| 03.20.2018

A modest university


UI offers good student experience without the extravagance

There is a certain nostalgia that surrounds Vandal Friday.

Seeing the crowds of soon-to-be students, the event has a way of bringing up memories of my first Vandal Friday and reminding me of why I chose the University of Idaho.

Ryan Tarinelli

Ryan Tarinelli

I’m proud to be a Vandal because UI offers a great student experience without the extravagance that has come to plague higher education.

There is a certain kind of modesty to UI that is often overlooked and unappreciated within higher education.

UI might not have many of the flashy, shallow amenities advertised by other schools, but it is a university that focuses on providing a quality education for Idaho residents.

In an effort to recruit and retain students, other universities used their resources to build extravagant dorms with a number of luxury amenities and over-the-top recreation centers.

The trend is particularly pervasive among large research universities.

Texas Tech University dropped $8.4 million on a water park with a 25-person hot tub, a 64-foot-long lazy river and a diving well with a water slide.

The Aquatic Center at the University of Missouri has an indoor waterfall and a cave-like swimming pool, supposedly inspired by the grotto at the Playboy Mansion, according to ABC News.

An initial construction boom has now turned into a full-fledged arms race between universities over the past 15 years. These luxury amenities have little or nothing to do with academics, but institutions continue to invest, often go into debt and saddle the cost onto students through tuition increases.
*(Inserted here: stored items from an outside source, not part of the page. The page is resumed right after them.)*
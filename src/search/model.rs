use serde::{Deserialize, Serialize};

/// One matched span on one line, as reported by a `match` event.
///
/// `start`/`end` are byte offsets into `line`; `start_utf8`/`end_utf8` are the
/// same positions counted in codepoints. `replacement` stays `None` until a
/// caller fills it in for a replace pass.
#[derive(Debug, Clone, PartialEq, Eq, Serialize, Deserialize)]
pub struct MatchRecord {
    /// Full line text, trailing newline included when present
    #[serde(default)]
    pub line: String,
    /// The matched substring
    #[serde(rename = "match", default)]
    pub matched: String,
    /// Byte offset of the match start within the line (inclusive)
    pub start: usize,
    /// Byte offset of the match end within the line (exclusive)
    pub end: usize,
    /// Codepoint offset of the match start within the line
    #[serde(rename = "start_utf8", default)]
    pub start_char: usize,
    /// Codepoint offset of the match end within the line
    #[serde(rename = "end_utf8", default)]
    pub end_char: usize,
    /// 1-based line number
    pub line_number: usize,
    /// Byte offset of the line start within the file
    #[serde(default)]
    pub absolute_offset: u64,
    #[serde(alias = "replace", default)]
    pub replacement: Option<String>,
}

impl MatchRecord {
    /// Attach a replacement string, consuming the record.
    pub fn with_replacement(mut self, replacement: impl Into<String>) -> Self {
        self.replacement = Some(replacement.into());
        self
    }
}

/// All matches found in a single file.
#[derive(Debug, Clone, PartialEq, Eq, Serialize, Deserialize)]
pub struct FileMatches {
    /// Path relative to the directory the search ran in
    pub path: String,
    pub matches: Vec<MatchRecord>,
}

impl FileMatches {
    pub fn new(path: impl Into<String>, matches: Vec<MatchRecord>) -> Self {
        Self {
            path: path.into(),
            matches,
        }
    }

    /// Set the same replacement on every match of the file.
    pub fn replace_all(&mut self, replacement: &str) {
        for m in &mut self.matches {
            m.replacement = Some(replacement.to_string());
        }
    }
}

/// Failure reported by the search tool itself.
#[derive(Debug, Clone, PartialEq, Eq, Serialize, Deserialize)]
pub struct SearchFailure {
    pub code: i32,
    #[serde(default, skip_serializing_if = "Vec::is_empty")]
    pub command: Vec<String>,
    pub message: String,
}

/// Parsed result of one search run.
#[derive(Debug, Clone, PartialEq, Eq)]
pub enum SearchOutcome {
    /// Matches grouped per file, in the order the tool discovered the files.
    /// An empty list means the search ran and found nothing.
    Matches(Vec<FileMatches>),
    Failed(SearchFailure),
}

impl SearchOutcome {
    pub fn matches(&self) -> Option<&[FileMatches]> {
        match self {
            SearchOutcome::Matches(files) => Some(files),
            SearchOutcome::Failed(_) => None,
        }
    }

    pub fn is_failure(&self) -> bool {
        matches!(self, SearchOutcome::Failed(_))
    }
}
/*
 *  Agon - Discord bot for running team tournaments inside Discord servers.
 *  Copyright (C) 2026  The Agon developers
 *
 *  This program is free software: you can redistribute it and/or modify
 *  it under the terms of the GNU General Public License as published by
 *  the Free Software Foundation, either version 3 of the License, or
 *  (at your option) any later version.
 *
 *  This program is distributed in the hope that it will be useful,
 *  but WITHOUT ANY WARRANTY; without even the implied warranty of
 *  MERCHANTABILITY or FITNESS FOR A PARTICULAR PURPOSE.  See the
 *  GNU General Public License for more details.
 *
 *  You should have received a copy of the GNU General Public License
 *  along with this program.  If not, see <https://www.gnu.org/licenses/>.
 */
/*
 * The library target exists only to host the attribute macro below:
 * procedural macros must be defined in their own (proc-macro) library.
 */
extern crate proc_macro;
use proc_macro::TokenStream;
use quote::ToTokens as _; // For command.into_token_stream().
use syn::spanned::Spanned as _; // For span() on language items.
use syn::{parse_macro_input, parse_quote, ItemFn, Stmt};

/**
 * Attribute macro that makes a poise command log its own invocations.
 *
 * The command's first argument must be the poise context. A statement
 * expanding to `crate::utils::log_cmd!(ctx)` is prepended to the body, so
 * every use of the command ends up in the tracing output with its
 * invocation string and author.
 */
#[proc_macro_attribute]
pub fn log_cmd(_macro_attrs: TokenStream, command: TokenStream) -> TokenStream {
    let mut command = parse_macro_input!(command as ItemFn);

    // The context is always the first argument of a poise command:
    let Some(first_arg) = command.sig.inputs.first() else {
        return darling::Error::from(syn::Error::new(
            command.sig.span(),
            "[log_cmd] command must take the poise context as its first argument",
        ))
        .write_errors()
        .into();
    };
    let syn::FnArg::Typed(ctx_arg) = first_arg else {
        // syn::FnArg::Receiver(_)
        return darling::Error::from(syn::Error::new(
            first_arg.span(),
            "[log_cmd] commands cannot take `self`",
        ))
        .write_errors()
        .into();
    };
    let syn::Pat::Ident(pat) = &*ctx_arg.pat else {
        return darling::Error::from(syn::Error::new(
            ctx_arg.pat.span(),
            "[log_cmd] the context argument must be a plain identifier",
        ))
        .write_errors()
        .into();
    };
    let ctx_ident = pat.ident.clone();

    let log_stmt: Stmt = parse_quote! {
        crate::utils::log_cmd!(#ctx_ident);
    };
    command.block.stmts.insert(0, log_stmt);

    command.into_token_stream().into()
}
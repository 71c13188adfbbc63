/*
 *  Agon - Discord bot for running team tournaments inside Discord servers.
 *  Copyright (C) 2026  The Agon developers
 *
 *  This program is free software: you can redistribute it and/or modify
 *  it under the terms of the GNU General Public License as published by
 *  the Free Software Foundation, either version 3 of the License, or
 *  (at your option) any later version.
 *
 *  This program is distributed in the hope that it will be useful,
 *  but WITHOUT ANY WARRANTY; without even the implied warranty of
 *  MERCHANTABILITY or FITNESS FOR A PARTICULAR PURPOSE.  See the
 *  GNU General Public License for more details.
 *
 *  You should have received a copy of the GNU General Public License
 *  along with this program.  If not, see <https://www.gnu.org/licenses/>.
 */
use crate::tournament::{QueueStatus, Tournament};
use serenity::all::{Colour, CreateEmbed, CreateEmbedFooter, EditMessage, Http};

/*
 * The two long-lived embeds of a tournament:
 *
 * - the control panel, posted in the staff channel, summarizing the settings
 *   and lifecycle state;
 * - the join panel, posted in a public channel of the staff's choosing,
 *   advertising the tournament with live counters and the invite link.
 *
 * Both are edited in place whenever the tournament changes.
 */

/**
 * Builds the control panel embed from the current tournament state.
 */
pub fn build_panel_embed(t: &Tournament) -> CreateEmbed {
    let captain_scoring = if t.captain_scoring() {
        "ON (Captains + Admins)"
    } else {
        "OFF (Admins Only)"
    };
    let screenshot_proof = if t.screenshot_proof() { "ON" } else { "OFF" };

    CreateEmbed::new()
        .title("🛠️ TOURNAMENT CONTROL PANEL")
        .description(format!("Tournament Name: **{}**", t.name()))
        .colour(Colour::RED)
        .field(
            "Teams Joined",
            format!(
                "{} / {}\n(Recommended bracket sizes: **4, 8, 16, 32**)",
                t.teams_joined(),
                t.max_teams()
            ),
            false,
        )
        .field("Team Size", format!("{} (1–6)", t.team_size()), true)
        .field(
            "Match Format",
            format!("Best-of-{} Games\n(1 = BO1, 3 = BO3, 5 = BO5)", t.best_of()),
            true,
        )
        .field("Bracket Type", t.bracket_type().to_string(), true)
        .field("Captain Scoring", captain_scoring, true)
        .field("Screenshot Proof", screenshot_proof, true)
        .field("Queue Status", t.queue_status().to_string(), true)
        .field("Tournament Status", t.status().to_string(), true)
        .footer(CreateEmbedFooter::new(
            "Use the /tournament commands to manage your tournament.",
        ))
}

/**
 * Edits the control panel message in place, if it was ever posted.
 * Failures are logged, not propagated: a stale panel must not break the
 * command that triggered the refresh.
 */
pub async fn update_panel_message(http: &Http, t: &Tournament) {
    let Some(message) = t.panel_message() else {
        return;
    };

    if let Err(e) = t
        .panel_channel()
        .edit_message(http, message, EditMessage::new().embed(build_panel_embed(t)))
        .await
    {
        tracing::warn!(
            guild = %t.guild(),
            error = %e,
            "could not refresh the control panel message"
        );
    }
}

/**
 * Builds the public join panel embed from the current tournament state.
 */
pub fn build_join_embed(t: &Tournament) -> CreateEmbed {
    let status_text = match t.queue_status() {
        QueueStatus::Open => "🟢 **OPEN** – Players can join.",
        QueueStatus::Closed => "🔴 **CLOSED** – Players cannot join.",
    };

    let invite_line = match t.join_invite_code() {
        Some(code) => format!("🔗 Share this invite to join: https://discord.gg/{}\n\n", code),
        None => String::new(),
    };

    let description = format!(
        "Tournament: **{}**\n\
        Status: {}\n\
        Teams: **{} / {}** | Team Size: **{}**\n\
        Players: **{}** | Spectators: **{}**\n\n\
        {}\
        🧾 Create your team with `/team create` (see <#{}>)\n\
        💬 Use <#{}> for all tournament chat\n\
        📜 Don't forget to read the rules in <#{}>\n\n\
        ✅ Join as a player with `/join player`, or watch with `/join spectator`.\n\
        👀 **Spectators** can see everything except the admin channel and can only \
        type in the chat channel.\n\
        🚪 If you ever want to leave, use `/join leave`.",
        t.name(),
        status_text,
        t.teams_joined(),
        t.max_teams(),
        t.team_size(),
        t.players_joined(),
        t.spectators_joined(),
        invite_line,
        t.create_team_channel(),
        t.chat_channel(),
        t.rules_channel(),
    );

    CreateEmbed::new()
        .title("🎮 Join Tournament")
        .description(description)
        .colour(Colour::DARK_GREEN)
}

/**
 * Edits the join panel message in place, if it was ever posted.
 */
pub async fn refresh_join_panel(http: &Http, t: &Tournament) {
    let (Some(channel), Some(message)) = (t.join_panel_channel(), t.join_panel_message()) else {
        return;
    };

    if let Err(e) = channel
        .edit_message(http, message, EditMessage::new().embed(build_join_embed(t)))
        .await
    {
        tracing::warn!(
            guild = %t.guild(),
            error = %e,
            "could not refresh the join panel message"
        );
    }
}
There are many other factors that have caused tuition to increase, but in a time when Americans have $1.2 trillion in student loans, the building of a new recreation center to attract students seems irrational.

Despite the misplaced funding priorities by other universities, UI has — to a large extent — not been caught up in the arms race over the past decade. The university has been relatively modest with its building projects compared to its size.

UI has used its limited funds in recent years to fix long-term needs, like replacing roofs and HVAC systems, instead of building non-essential amenities like other land-grant institutions.

For the first time in years, UI has taken on two major construction projects on campus — the building of the Integrated Research and Innovation Center and the renovation of the College of Education Building.

While bonds play a role in funding the projects, both buildings are central to UI’s mission statement and will have a positive affect on the undergraduate and graduate student experience.

With low tuition for in-state students and generous financial packages for many students, I don’t worry for the high school seniors I see wandering from booth to booth on the Kiddle Dome turf.

If they work hard and take advantage of the numerous opportunities at UI, they will have a positive experience and have a bright future ahead of them. This university works for people who work hard, and the modesty of campus buildings and the students is a big part of that.

I’m proud to call myself a Vandal not just because of the reputation of UI, but because of what it represents within higher education.